Я смотрел, как он старается, не говоря ни слова и сидя в углу его кухни на колченогом стуле с растрепанной оплеткой. В помещении царила тяжелая духота с затхлым запахом грязной посуды, застывшего жира, пролитого скверного вина. Тут и там стояли сотни пустых бутылок; в горлышки многим из них священник воткнул свечки, чье зыбкое пламя тянулось к потолку.

Пайпер перестал тереть свое облачение, бросив его вместе с пятном в каменную раковину, и обернулся. Удивленно посмотрел на меня, словно начисто забыл о моем присутствии и только что меня обнаружил.

– Бродек, Бродек… Стаканчик?

Я отрицательно покачал головой.

– Видать, еще не нуждаешься. Повезло…

Он поискал бутылку, в которой оставалось вино, перерыв много пустых, издававших нестройный хрустальный перезвон, прежде чем найти одну. Ухватив ее за горлышко, словно от этого зависело его спасение, он налил себе стакан. Взял его обеими руками, поднял на уровень лица, улыбнулся и сказал серьезно, но с примесью иронии:

– Сие кровь моя, смотрите и пейте ее все!

Он выпил залпом, стукнул стеклянным донышком по столу и расхохотался.

Я зашел к нему сразу после мэрии, где побывал по просьбе Оршвира, чтобы показать состояние моего Отчета.

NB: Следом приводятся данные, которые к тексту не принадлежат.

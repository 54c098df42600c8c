//! Registry of live quiz sessions.

use dashmap::DashMap;
use std::sync::Arc;

use crate::config::QuizConfig;
use crate::quiz::session::QuizSession;
use crate::quiz::types::{Question, QuizError};

/// A thread-safe map of quiz id → session.
#[derive(Clone, Default)]
pub struct SessionRegistry {
    inner: Arc<DashMap<String, Arc<QuizSession>>>,
}

impl SessionRegistry {
    /// Create an empty registry.
    pub fn new() -> Self {
        Self::default()
    }

    /// Create a registry with one session per configured quiz.
    pub fn from_config(quizzes: &[QuizConfig]) -> Self {
        let registry = Self::new();
        for quiz in quizzes {
            let questions = quiz
                .questions
                .iter()
                .map(|q| Question {
                    id: q.id.clone(),
                    text: q.text.clone(),
                    options: q.options.clone(),
                    correct: q.correct.clone(),
                })
                .collect();
            registry.insert(QuizSession::new(quiz.id.clone(), questions));
        }
        registry
    }

    /// Add (or replace) a session.
    pub fn insert(&self, session: QuizSession) -> Arc<QuizSession> {
        let session = Arc::new(session);
        tracing::info!(
            quiz_id = %session.id(),
            questions = session.questions().len(),
            "Quiz session registered"
        );
        self.inner.insert(session.id().to_string(), session.clone());
        session
    }

    /// Look up a session by quiz id.
    pub fn get(&self, quiz_id: &str) -> Result<Arc<QuizSession>, QuizError> {
        self.inner
            .get(quiz_id)
            .map(|r| r.value().clone())
            .ok_or_else(|| QuizError::SessionNotFound(quiz_id.to_string()))
    }

    /// Ids of all sessions, sorted.
    pub fn ids(&self) -> Vec<String> {
        let mut ids: Vec<String> = self.inner.iter().map(|r| r.key().clone()).collect();
        ids.sort();
        ids
    }

    pub fn len(&self) -> usize {
        self.inner.len()
    }

    pub fn is_empty(&self) -> bool {
        self.inner.is_empty()
    }
}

В тот день ночь обрушилась на деревню, как топор на плаху. Пришедшие с запада большие облака, которые в течение дня копились в нашем ущелье, заблокированные там горами, так испугались этой западни, что начали в ужасе кружиться волчком, пока около трех часов пополудни их не разрезал надвое налетевший с севера ледяной ветер. Тогда из их зияющего брюха выпал густой снег, упрямыми и бесчисленными, тесно сплоченными хлопьями, похожими на исполненных решимости солдат бесконечной армии, которые заполонили собой все, крыши, стены, мостовые, деревья. Было 3 декабря. Все прежние снегопады были всего лишь статистами. Мы это знали. Зато этот, выпавший в тот день, разыгрался не на шутку. Это был первый из больших снегопадов. Потом будут и другие, в их компании нам и предстоит дожить до весны.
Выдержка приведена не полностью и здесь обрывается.